*** Opening of DATA TO USE ***
//! Worker registry, heartbeat tracking, and the watch-mode dispatch loop.
//!
//! Workers are external processes that poll `claim_next`/push status updates
//! over the REST surface (`spec.md` §4.5, §6). The coordinator here is the
//! in-process counterpart: it tracks liveness and, when a codebase has watch
//! mode enabled, runs a background loop that claims and dispatches tasks on
//! workers' behalf through an [`AgentRouter`](super::super::router::AgentRouter),
//! mirroring the reference implementation's `agent_worker.worker` poll loop
//! but pushed server-side so a watched codebase makes progress without an
//! external poller.

use std::collections::HashMap;
use std::sync::Arc;
use std::time::Duration;

use chrono::Utc;
use tokio::sync::RwLock;
use tracing::{debug, info, warn};

use crate::config::QueueConfig;
use crate::error::{A2AError, A2AResult};
use crate::server::agent_executor::{AgentExecutor, RequestContext};
use crate::server::event_queue::EventQueue;
use crate::types::{Message, Part, Role};

use super::model::{Worker, WorkerStatus};
use super::store::AgentTaskStore;

/// Tracks registered workers and their liveness, and drives the watch-mode
/// auto-dispatch loop described in `spec.md` §4.5.
pub struct WorkerCoordinator {
    store: Arc<dyn AgentTaskStore>,
    config: QueueConfig,
    workers: RwLock<HashMap<String, Worker>>,
}

impl WorkerCoordinator {
    /// Construct a coordinator bound to the given task store and timing config.
    pub fn new(store: Arc<dyn AgentTaskStore>, config: QueueConfig) -> Self {
        Self {
            store,
            config,
            workers: RwLock::new(HashMap::new()),
        }
    }

    /// Register a new worker, or refresh an already-registered one.
    pub async fn register(
        &self,
        worker_id: String,
        name: String,
        capabilities: Vec<String>,
        hostname: String,
    ) -> Worker {
        let now = Utc::now();
        let mut workers = self.workers.write().await;
        let worker = workers
            .entry(worker_id.clone())
            .and_modify(|w| {
                w.last_seen = now;
                w.status = WorkerStatus::Online;
            })
            .or_insert_with(|| Worker {
                worker_id: worker_id.clone(),
                name,
                capabilities,
                hostname,
                registered_at: now,
                last_seen: now,
                status: WorkerStatus::Online,
            });
        info!(worker_id = %worker.worker_id, "worker registered");
        worker.clone()
    }

    /// Record a heartbeat for an already-registered worker.
    pub async fn heartbeat(&self, worker_id: &str) -> A2AResult<()> {
        let mut workers = self.workers.write().await;
        let worker = workers
            .get_mut(worker_id)
            .ok_or_else(|| A2AError::WorkerNotFound(worker_id.to_string()))?;
        worker.last_seen = Utc::now();
        worker.status = WorkerStatus::Online;
        Ok(())
    }

    /// Deregister a worker explicitly (graceful shutdown).
    pub async fn unregister(&self, worker_id: &str) {
        let mut workers = self.workers.write().await;
        if workers.remove(worker_id).is_some() {
            debug!(worker_id, "worker unregistered");
        }
    }

    /// List all known workers, with `status` reflecting current staleness.
    pub async fn list_workers(&self) -> Vec<Worker> {
        self.workers.read().await.values().cloned().collect()
    }

    /// Mark workers stale if they have missed
    /// `stale_after_missed_heartbeats * heartbeat_interval` worth of heartbeats.
    /// Returns the ids newly marked stale.
    pub async fn sweep_stale_workers(&self) -> Vec<String> {
        let horizon = self.config.heartbeat_interval * self.config.stale_after_missed_heartbeats;
        let now = Utc::now();
        let mut newly_stale = Vec::new();
        let mut workers = self.workers.write().await;
        for worker in workers.values_mut() {
            if worker.status == WorkerStatus::Online {
                let elapsed = now - worker.last_seen;
                if elapsed.to_std().unwrap_or(Duration::ZERO) > horizon {
                    worker.status = WorkerStatus::Stale;
                    warn!(worker_id = %worker.worker_id, "worker marked stale");
                    newly_stale.push(worker.worker_id.clone());
                }
            }
        }
        newly_stale
    }

    /// Run the periodic lease-recovery and worker-staleness sweeps until the
    /// process shuts down. Intended to be spawned once as a background task.
    pub async fn run_sweep_loop(self: Arc<Self>) {
        let mut ticker = tokio::time::interval(self.config.sweep_interval);
        loop {
            ticker.tick().await;
            let revived = self
                .store
                .sweep_expired_leases(
                    chrono::Duration::from_std(self.config.lease_timeout)
                        .unwrap_or(chrono::Duration::seconds(60)),
                    Utc::now(),
                )
                .await
                .unwrap_or_else(|e| {
                    warn!(error = %e, "lease sweep failed");
                    Vec::new()
                });
            if !revived.is_empty() {
                info!(count = revived.len(), "revived expired agent task leases");
            }
            self.sweep_stale_workers().await;
        }
    }

    /// Drive a single watch-mode dispatch cycle for `codebase_id`: claim the
    /// next pending task (if any) and execute it synchronously through
    /// `router`. Mutation of the owning codebase's status is the caller's
    /// responsibility, kept outside this method per the "owner API only"
    /// design note (`spec.md` §9) — this method only touches the task table.
    pub async fn dispatch_one(
        &self,
        codebase_id: &str,
        watch_worker_id: &str,
        router: &dyn AgentExecutor,
    ) -> A2AResult<bool> {
        let claimed = self
            .store
            .claim_next(watch_worker_id, Some(std::slice::from_ref(&codebase_id.to_string())))
            .await?;
        let Some(task) = claimed else {
            return Ok(false);
        };

        debug!(task_id = %task.id, codebase_id, "watch mode dispatching task");

        let context = RequestContext {
            task_id: task.id.clone(),
            context_id: task.codebase_id.clone(),
            message: Some(Message {
                message_id: format!("watch-{}", task.id),
                role: Role::User,
                kind: "message".to_string(),
                parts: vec![Part::text(&task.prompt)],
                context_id: Some(task.codebase_id.clone()),
                task_id: Some(task.id.clone()),
                metadata: None,
                extensions: None,
                reference_task_ids: None,
            }),
            task: None,
            configuration: None,
            related_tasks: vec![],
            metadata: None,
            call_context: None,
        };

        let queue = EventQueue::with_default_capacity();
        let outcome = router.execute(context, queue).await;

        match outcome {
            Ok(()) => {
                self.store
                    .update_status(
                        &task.id,
                        watch_worker_id,
                        super::model::AgentTaskState::Completed,
                        Some("dispatched via watch mode".to_string()),
                        None,
                    )
                    .await?;
            }
            Err(err) => {
                warn!(task_id = %task.id, error = %err, "watch mode dispatch failed");
                self.store
                    .update_status(
                        &task.id,
                        watch_worker_id,
                        super::model::AgentTaskState::Failed,
                        None,
                        Some(err.to_string()),
                    )
                    .await?;
            }
        }

        Ok(true)
    }
}

#[cfg(test)]
mod tests {
    use super::*;
    use crate::server::queue::model::AgentTask;
    use crate::server::queue::store::InMemoryAgentTaskStore;
    use crate::server::router::EchoHandler;

    fn coordinator() -> WorkerCoordinator {
        WorkerCoordinator::new(Arc::new(InMemoryAgentTaskStore::new()), QueueConfig::default())
    }

    #[tokio::test]
    async fn register_then_heartbeat_keeps_worker_online() {
        let coord = coordinator();
        coord
            .register("w1".into(), "worker-1".into(), vec!["generic".into()], "host".into())
            .await;
        coord.heartbeat("w1").await.unwrap();
        let workers = coord.list_workers().await;
        assert_eq!(workers.len(), 1);
        assert_eq!(workers[0].status, WorkerStatus::Online);
    }

    #[tokio::test]
    async fn heartbeat_on_unknown_worker_errors() {
        let coord = coordinator();
        let err = coord.heartbeat("ghost").await.unwrap_err();
        assert!(matches!(err, A2AError::WorkerNotFound(_)));
    }

    #[tokio::test]
    async fn unregister_removes_worker() {
        let coord = coordinator();
        coord
            .register("w1".into(), "worker-1".into(), vec![], "host".into())
            .await;
        coord.unregister("w1").await;
        assert!(coord.list_workers().await.is_empty());
    }

    #[tokio::test]
    async fn dispatch_one_completes_task_via_router() {
        let store = Arc::new(InMemoryAgentTaskStore::new());
        let coord = WorkerCoordinator::new(store.clone(), QueueConfig::default());
        store
            .create_task(AgentTask::new(
                "t1".into(),
                "c1".into(),
                "title".into(),
                "do it".into(),
                "generic".into(),
                1,
            ))
            .await
            .unwrap();

        let router = EchoHandler::default();
        let dispatched = coord.dispatch_one("c1", "watch-bot", &router).await.unwrap();
        assert!(dispatched);

        let task = store.get_task("t1").await.unwrap().unwrap();
        assert_eq!(task.status, super::super::model::AgentTaskState::Completed);
    }

    #[tokio::test]
    async fn dispatch_one_returns_false_when_queue_empty() {
        let coord = coordinator();
        let router = EchoHandler::default();
        let dispatched = coord.dispatch_one("c1", "watch-bot", &router).await.unwrap();
        assert!(!dispatched);
    }
}
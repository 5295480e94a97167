//! In-memory user session store and expiry GC sweep.
//!
//! Sessions are minted on successful `/auth/login` or `/auth/refresh` and
//! reaped once `now >= expires_at`, the invariant the base spec assigns to
//! the auth service. The sweep loop mirrors
//! [`super::queue::workers::WorkerCoordinator::run_sweep_loop`] exactly:
//! a ticking background task pruning a `RwLock`-guarded table.

use std::collections::HashMap;
use std::sync::Arc;
use std::time::Duration;

use chrono::{DateTime, Utc};
use serde::{Deserialize, Serialize};
use tokio::sync::RwLock;
use tracing::{debug, info};

/// A server-tracked, garbage-collectable record of an authenticated user's
/// session, distinct from [`super::auth::VerifiedClaims`] (an ephemeral,
/// per-request view of a token's claims that is never stored).
#[derive(Debug, Clone, Serialize, Deserialize)]
pub struct UserSession {
    /// OIDC subject, duplicated from `subject` for callers that key on it directly.
    pub user_id: String,
    /// Server-assigned session id, the external handle for this record.
    pub session_id: String,
    /// OIDC subject claim (`sub`) the access token was issued for.
    pub subject: String,
    /// Current bearer access token.
    pub access_token: String,
    /// Refresh token, when the provider issued one.
    pub refresh_token: Option<String>,
    /// When this session (or its current token) was issued.
    pub issued_at: DateTime<Utc>,
    /// When this session expires and becomes eligible for GC.
    pub expires_at: DateTime<Utc>,
    /// Roles granted to the subject at issuance time.
    pub roles: Vec<String>,
}

impl UserSession {
    /// A session is valid only while `now < expires_at`.
    pub fn is_valid(&self, now: DateTime<Utc>) -> bool {
        now < self.expires_at
    }
}

/// In-memory [`UserSession`] store with an expiry sweep. Owned by the auth
/// service, the same ownership the base spec assigns to session state.
pub struct SessionStore {
    sessions: RwLock<HashMap<String, UserSession>>,
    sweep_interval: Duration,
}

impl SessionStore {
    /// Construct an empty store, sweeping expired sessions every `sweep_interval`.
    pub fn new(sweep_interval: Duration) -> Self {
        Self {
            sessions: RwLock::new(HashMap::new()),
            sweep_interval,
        }
    }

    /// Insert or replace a session.
    pub async fn insert(&self, session: UserSession) {
        let mut sessions = self.sessions.write().await;
        debug!(session_id = %session.session_id, user_id = %session.user_id, "user session created");
        sessions.insert(session.session_id.clone(), session);
    }

    /// Fetch a session by id, regardless of whether it has expired.
    pub async fn get(&self, session_id: &str) -> Option<UserSession> {
        self.sessions.read().await.get(session_id).cloned()
    }

    /// Remove a session explicitly (client-initiated logout).
    pub async fn remove(&self, session_id: &str) -> Option<UserSession> {
        self.sessions.write().await.remove(session_id)
    }

    /// Remove every session whose `expires_at` has passed. Returns the ids reaped.
    pub async fn sweep_expired(&self) -> Vec<String> {
        let now = Utc::now();
        let mut sessions = self.sessions.write().await;
        let expired: Vec<String> = sessions
            .values()
            .filter(|s| !s.is_valid(now))
            .map(|s| s.session_id.clone())
            .collect();
        for id in &expired {
            sessions.remove(id);
        }
        expired
    }

    /// Number of sessions currently tracked, expired or not.
    pub async fn len(&self) -> usize {
        self.sessions.read().await.len()
    }

    /// Run the periodic expiry sweep until the process shuts down. Intended
    /// to be spawned once as a background task, alongside the queue's
    /// lease/worker-staleness sweep loop.
    pub async fn run_sweep_loop(self: Arc<Self>) {
        let mut ticker = tokio::time::interval(self.sweep_interval);
        loop {
            ticker.tick().await;
            let reaped = self.sweep_expired().await;
            if !reaped.is_empty() {
                info!(count = reaped.len(), "garbage-collected expired user sessions");
            }
        }
    }
}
*** Close of DATA TO USE ***
_TASK ITEM_: Number of lines containing "explicitly" in the material above: give that number alone.

_ANSWER_: 2